__What you should do__. Restate word for word the lines of the data below, from the first through the one that has "characters. A word".

Stored items:
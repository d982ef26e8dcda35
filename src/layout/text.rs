use crate::font::StandardFont;
use crate::rect::Rect;
use crate::units::Pt;

/// Calculate the approximate width of a string of text given the font and font size.
///
/// Every character is assumed to advance by the face's average glyph width
/// ([StandardFont::char_width_factor] × size). Good enough to centre labels and
/// decide on wrapping; not a substitute for real glyph metrics.
pub fn width_of_text(text: &str, font: StandardFont, size: Pt) -> Pt {
    size * (font.char_width_factor() * text.chars().count() as f32)
}

/// How many characters fit on one line of `width`, never less than one
pub fn chars_per_line(width: Pt, size: Pt, char_width_factor: f32) -> usize {
    let char_width = *size * char_width_factor;
    if char_width <= 0.0 || *width <= 0.0 {
        return 1;
    }
    ((*width / char_width).floor() as usize).max(1)
}

/// Greedily packs whitespace-delimited words into lines of at most `max_chars`
/// characters. A word that cannot fit on a line by itself (a long e-mail address,
/// say) falls back to character-level breaking, so no line ever exceeds `max_chars`.
///
/// Empty or all-whitespace text yields no lines at all.
pub fn wrap_words(text: &str, max_chars: usize) -> Vec<String> {
    let max_chars = max_chars.max(1);
    let mut lines: Vec<String> = Vec::new();
    let mut current = String::new();
    let mut current_len = 0usize;

    for word in text.split_whitespace() {
        let word_len = word.chars().count();
        if word_len > max_chars {
            if current_len > 0 {
                lines.push(std::mem::take(&mut current));
            }
            let chars: Vec<char> = word.chars().collect();
            let mut chunks = chars.chunks(max_chars).peekable();
            while let Some(chunk) = chunks.next() {
                if chunks.peek().is_some() {
                    lines.push(chunk.iter().collect());
                } else {
                    // the tail stays open so following words can join it
                    current = chunk.iter().collect();
                    current_len = chunk.len();
                }
            }
        } else if current_len == 0 {
            current.push_str(word);
            current_len = word_len;
        } else if current_len + 1 + word_len <= max_chars {
            current.push(' ');
            current.push_str(word);
            current_len += 1 + word_len;
        } else {
            lines.push(std::mem::take(&mut current));
            current.push_str(word);
            current_len = word_len;
        }
    }

    if current_len > 0 {
        lines.push(current);
    }
    lines
}

/// Converts a distance measured down from the top edge of a page of height
/// `page_height` into a PDF y coordinate (measured up from the bottom edge)
pub fn from_top(page_height: Pt, y: Pt) -> Pt {
    page_height - y
}

/// Builds a PDF rectangle from a top-left corner measured down from the top of the page
pub fn rect_from_top(page_height: Pt, x: Pt, y: Pt, width: Pt, height: Pt) -> Rect {
    Rect {
        x1: x,
        y1: from_top(page_height, y + height),
        x2: x + width,
        y2: from_top(page_height, y),
    }
}

/// Baseline for a line of text whose top edge sits `y` below the top of the page
pub fn baseline_from_top(page_height: Pt, y: Pt, font: StandardFont, size: Pt) -> Pt {
    from_top(page_height, y + font.ascent(size))
}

__Output__.
repository d982ef26e8dcda35
filename src/layout/text.rs
use crate::font::StandardFont;
use crate::rect::Rect;
use crate::units::Pt;

/// Calculate the approximate width of a string of text given the font and font size.
///
/// Every character is assumed to advance by the face's average glyph width
/// ([StandardFont::char_width_factor] × size). Good enough to centre labels and
/// decide on wrapping; not a substitute for real glyph metrics.
pub fn width_of_text(text: &str, font: StandardFont, size: Pt) -> Pt {
    size * (font.char_width_factor() * text.chars().count() as f32)
}

/// How many characters fit on one line of `width`, never less than one
pub fn chars_per_line(width: Pt, size: Pt, char_width_factor: f32) -> usize {
    let char_width = *size * char_width_factor;
    if char_width <= 0.0 || *width <= 0.0 {
        return 1;
    }
    ((*width / char_width).floor() as usize).max(1)
}

/// Greedily packs whitespace-delimited words into lines of at most `max_chars`
/// characters. A word that cannot fit on a line by itself (a long e-mail address,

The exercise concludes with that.